Friday, August 27, 2010

Transformation

Rajin, oil on canvas, 24 x 24 inches, © 2010 Diane McGregor

"The simple aesthetic requirement by which art should picture the inexpressible developed into a highly complex and comprehensive repertory of artistic principles and technical rules. One of the most significant sources for Southern Song poetry criticism, Yan Yu (1180-1235), defined the poetic as follows:
poetry excels by its transparent luminosity.... It is like echo in the air, color in form, the moon reflected in water, or an image in a mirror; words have limits, but the meaning is inexhaustible.
A painting that matches this goal does not simply illustrate poems by means of narrative motifs easy to recognize; rather, by its subject matter, composition, and ink technique, it carries an expressive charge beyond its forms so that one can recognize moods and an emotional atmosphere that are of a sympathetic nature as in a poem."

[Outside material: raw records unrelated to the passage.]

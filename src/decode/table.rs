// Result tables: one row per term or feature.
//
// The construction checks enforce the two table invariants: a unique row
// index and rows in processing order. Display follows the terminal style
// used elsewhere in the crate: ranked rows, fixed-width columns, dimmed
// chrome.

use std::collections::HashSet;

use anyhow::Result;
use colored::Colorize;
use ndarray::ArrayView1;
use serde::Serialize;

/// One decoded term and its weight.
#[derive(Debug, Clone, Serialize)]
pub struct TermWeight {
    pub term: String,
    pub weight: f64,
}

/// Term-indexed weight table produced by image-to-text decoding.
#[derive(Debug, Clone, Serialize)]
pub struct TermWeightTable {
    rows: Vec<TermWeight>,
}

impl TermWeightTable {
    /// Build a table from parallel term and weight sequences.
    pub fn new(terms: &[String], weights: ArrayView1<f64>) -> Result<Self> {
        if terms.len() != weights.len() {
            anyhow::bail!(
                "Term list ({}) and weight vector ({}) differ in length",
                terms.len(),
                weights.len()
            );
        }
        check_unique_index(terms.iter().map(|t| t.as_str()))?;
        Ok(Self {
            rows: terms
                .iter()
                .zip(weights.iter())
                .map(|(term, &weight)| TermWeight {
                    term: term.clone(),
                    weight,
                })
                .collect(),
        })
    }

    pub fn rows(&self) -> &[TermWeight] {
        &self.rows
    }

    pub fn len(&self) -> usize {
        self.rows.len()
    }

    pub fn is_empty(&self) -> bool {
        self.rows.is_empty()
    }

    /// Weight for a term, if the term is in the table.
    pub fn weight(&self, term: &str) -> Option<f64> {
        self.rows.iter().find(|r| r.term == term).map(|r| r.weight)
    }

    /// Print the top-weighted terms as a ranked list.
    pub fn display(&self, top_n: usize) {
        let mut ranked: Vec<&TermWeight> = self.rows.iter().collect();
        ranked.sort_by(|a, b| b.weight.partial_cmp(&a.weight).unwrap_or(std::cmp::Ordering::Equal));

        println!(
            "\n{}",
            format!("=== Decoded terms (top {} of {}) ===", top_n.min(ranked.len()), ranked.len())
                .bold()
        );
        println!();
        println!("  {:>4}  {:<30} {:>12}", "Rank".dimmed(), "Term".dimmed(), "Weight".dimmed());
        println!("  {}", "-".repeat(50).dimmed());
        for (i, row) in ranked.iter().take(top_n).enumerate() {
            println!("  {:>4}. {:<30} {:>12.6}", i + 1, row.term, row.weight);
        }
        println!();
    }
}

/// One feature and its correlation with the query map.
#[derive(Debug, Clone, Serialize)]
pub struct FeatureCorrelation {
    pub feature: String,
    pub r: f64,
}

/// Feature-indexed correlation table produced by the correlation decoder.
#[derive(Debug, Clone, Serialize)]
pub struct CorrelationTable {
    rows: Vec<FeatureCorrelation>,
}

impl CorrelationTable {
    pub fn new(features: &[String], correlations: ArrayView1<f64>) -> Result<Self> {
        if features.len() != correlations.len() {
            anyhow::bail!(
                "Feature list ({}) and correlation vector ({}) differ in length",
                features.len(),
                correlations.len()
            );
        }
        check_unique_index(features.iter().map(|f| f.as_str()))?;
        Ok(Self {
            rows: features
                .iter()
                .zip(correlations.iter())
                .map(|(feature, &r)| FeatureCorrelation {
                    feature: feature.clone(),
                    r,
                })
                .collect(),
        })
    }

    pub fn rows(&self) -> &[FeatureCorrelation] {
        &self.rows
    }

    pub fn len(&self) -> usize {
        self.rows.len()
    }

    pub fn is_empty(&self) -> bool {
        self.rows.is_empty()
    }

    pub fn correlation(&self, feature: &str) -> Option<f64> {
        self.rows.iter().find(|r| r.feature == feature).map(|r| r.r)
    }

    /// Print features ranked by correlation.
    pub fn display(&self) {
        let mut ranked: Vec<&FeatureCorrelation> = self.rows.iter().collect();
        ranked.sort_by(|a, b| b.r.partial_cmp(&a.r).unwrap_or(std::cmp::Ordering::Equal));

        println!("\n{}", format!("=== Feature correlations ({}) ===", ranked.len()).bold());
        println!();
        for (i, row) in ranked.iter().enumerate() {
            let value = format!("{:+.4}", row.r);
            let colored_value = if row.r >= 0.5 {
                value.bright_green()
            } else if row.r >= 0.0 {
                value.normal()
            } else {
                value.bright_blue()
            };
            println!("  {:>4}. {:<30} {}", i + 1, row.feature, colored_value);
        }
        println!();
    }
}

/// One feature and the distribution of its Fisher-z study correlations.
#[derive(Debug, Clone, Serialize)]
pub struct FeatureDistribution {
    pub feature: String,
    pub mean: f64,
    pub std: f64,
}

/// Feature-indexed mean/std table produced by the distribution decoder.
#[derive(Debug, Clone, Serialize)]
pub struct CorrelationDistributionTable {
    rows: Vec<FeatureDistribution>,
}

impl CorrelationDistributionTable {
    pub fn new(rows: Vec<FeatureDistribution>) -> Result<Self> {
        check_unique_index(rows.iter().map(|r| r.feature.as_str()))?;
        Ok(Self { rows })
    }

    pub fn rows(&self) -> &[FeatureDistribution] {
        &self.rows
    }

    pub fn len(&self) -> usize {
        self.rows.len()
    }

    pub fn is_empty(&self) -> bool {
        self.rows.is_empty()
    }

    pub fn distribution(&self, feature: &str) -> Option<(f64, f64)> {
        self.rows
            .iter()
            .find(|r| r.feature == feature)
            .map(|r| (r.mean, r.std))
    }

    /// Print features ranked by mean Fisher-z correlation.
    pub fn display(&self) {
        let mut ranked: Vec<&FeatureDistribution> = self.rows.iter().collect();
        ranked.sort_by(|a, b| b.mean.partial_cmp(&a.mean).unwrap_or(std::cmp::Ordering::Equal));

        println!(
            "\n{}",
            format!("=== Feature correlation distributions ({}) ===", ranked.len()).bold()
        );
        println!();
        println!(
            "  {:>4}  {:<30} {:>10} {:>10}",
            "Rank".dimmed(),
            "Feature".dimmed(),
            "Mean z".dimmed(),
            "Std".dimmed()
        );
        println!("  {}", "-".repeat(58).dimmed());
        for (i, row) in ranked.iter().enumerate() {
            println!(
                "  {:>4}. {:<30} {:>+10.4} {:>10.4}",
                i + 1,
                row.feature,
                row.mean,
                row.std
            );
        }
        println!();
    }
}

fn check_unique_index<'a>(index: impl Iterator<Item = &'a str>) -> Result<()> {
    let mut seen = HashSet::new();
    for key in index {
        if !seen.insert(key) {
            anyhow::bail!("Table index entry '{key}' appears more than once");
        }
    }
    Ok(())
}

Above quote taken from Dreaming the Southern Song Landscape by Valerie Malenfer Ortiz, page 65 (Brill, 1999).

Sunday, August 15, 2010

Awakening

Bodhana, oil on canvas, 24 x 24 inches, © 2010 Diane McGregor

All landscapes have a history, much the same as people exist within cultures, even tribes. There are distinct voices, languages that belong to particular areas. There are voices inside rocks, shallow washes, shifting skies; they are not silent. And there is movement, not always the violent motion of earthquakes associated with the earth's motion or the steady unseen swirl through the heavens, but other motion, subtle, unseen, like breathing. A motion, a sound, that if you allow your own inner workings to stop long enough, moves into the place inside you that mirrors a similar landscape; you too can see it, feel it, hear it, know it.

-- Joy Harjo, from Secrets from the Center of the World


Monday, August 2, 2010

The Meditative Surface

"A painting with a meditative surface turns in on itself..."
-- Carter Ratcliff


Bandhu, oil on canvas, 24 x 24 inches, © 2010 Diane McGregor

Through the language of repetition and the grid, my work explores the physical presence of oil paint from a minimalist perspective. Formlessness rises within the grid -- there are no lines, no edges, no allusions. Gesture and brushstroke arise as agents of introspection and quiet contemplation. Artifacts of composition are carefully considered, and are either retained or released in service to the harmony of the whole. Within a matrix of layered brushstrokes, the weights of color and texture, light and dark, are delicately balanced and intuitively measured. The lush, deliberate surfaces of these paintings convey both a meditative stillness and an energy force of controlled chaos.

Monday, July 12, 2010

New Moon

Devamuni, oil on canvas, 48 x 48 inches, © 2010 Diane McGregor

The moon was new yesterday, an auspicious day to finish another major painting, Devamuni.

I am honored to announce that I have joined forces with SMINK in Dallas, a company that specializes in exquisite contemporary furniture and objects from the Como Region of Italy. They will be expanding their fine art division, and I am looking forward to showing my work with them.

I had a lovely studio visit with Jennifer Smink last week, and this painting was still in progress during our meeting. Having just completed it yesterday, it will be one of the paintings I will be showing at Smink later this fall in a solo exhibition.

Tuesday, June 22, 2010

Summer Flowers

The pain will be born from that look cast inside yourself, and this pain will make you go beyond the veil.
-- Rumi


Suma III, oil on canvas, 18x18 inches, © 2010 Diane McGregor

The surface
of the water

mirrors many things.
-- Masami Kato (1825)



Suma II, oil on canvas, 18x18 inches, © 2010 Diane McGregor


...[T]he inner risks to the psyche that the best artists face every time they make work are much harder to quantify and to judge with dubious terms like "good" or "bad," "success" or "failure." This is the inner dimension of art, far beyond the reach of critics and curators. It is the path of practice, of doing, of riding the crest of the wave of the moment with no thought as to where it will land, or whether there are rocks just below the surface, or if the Self will survive the fall. This constant falling, the incessant quest for some unknown thing beneath, beyond, or just out of reach...
-- Bill Viola, "Artist to Artist," in Art in America, February 2010, p 64.



Suma I, oil on canvas, 18x18 inches, © 2010 Diane McGregor


On the whole, however, modern art is not a denial but an affirmation. Like most of our scientists, the process of disintegration or analysis is not a wanton act of destruction but part of a process for the evolving of more comprehensive synthesis. And therefore modern artists have not left us merely with the members of the body of art strewn about, but they have reassembled them and revivified that body with their own breath of life. In short, they have attempted to regain a synthesis as complete as that of the primitive, based of course, upon contemporary considerations and point of view.
-- Mark Rothko, The Artist's Reality: Philosophies of Art (Yale University Press, 2004), page 61.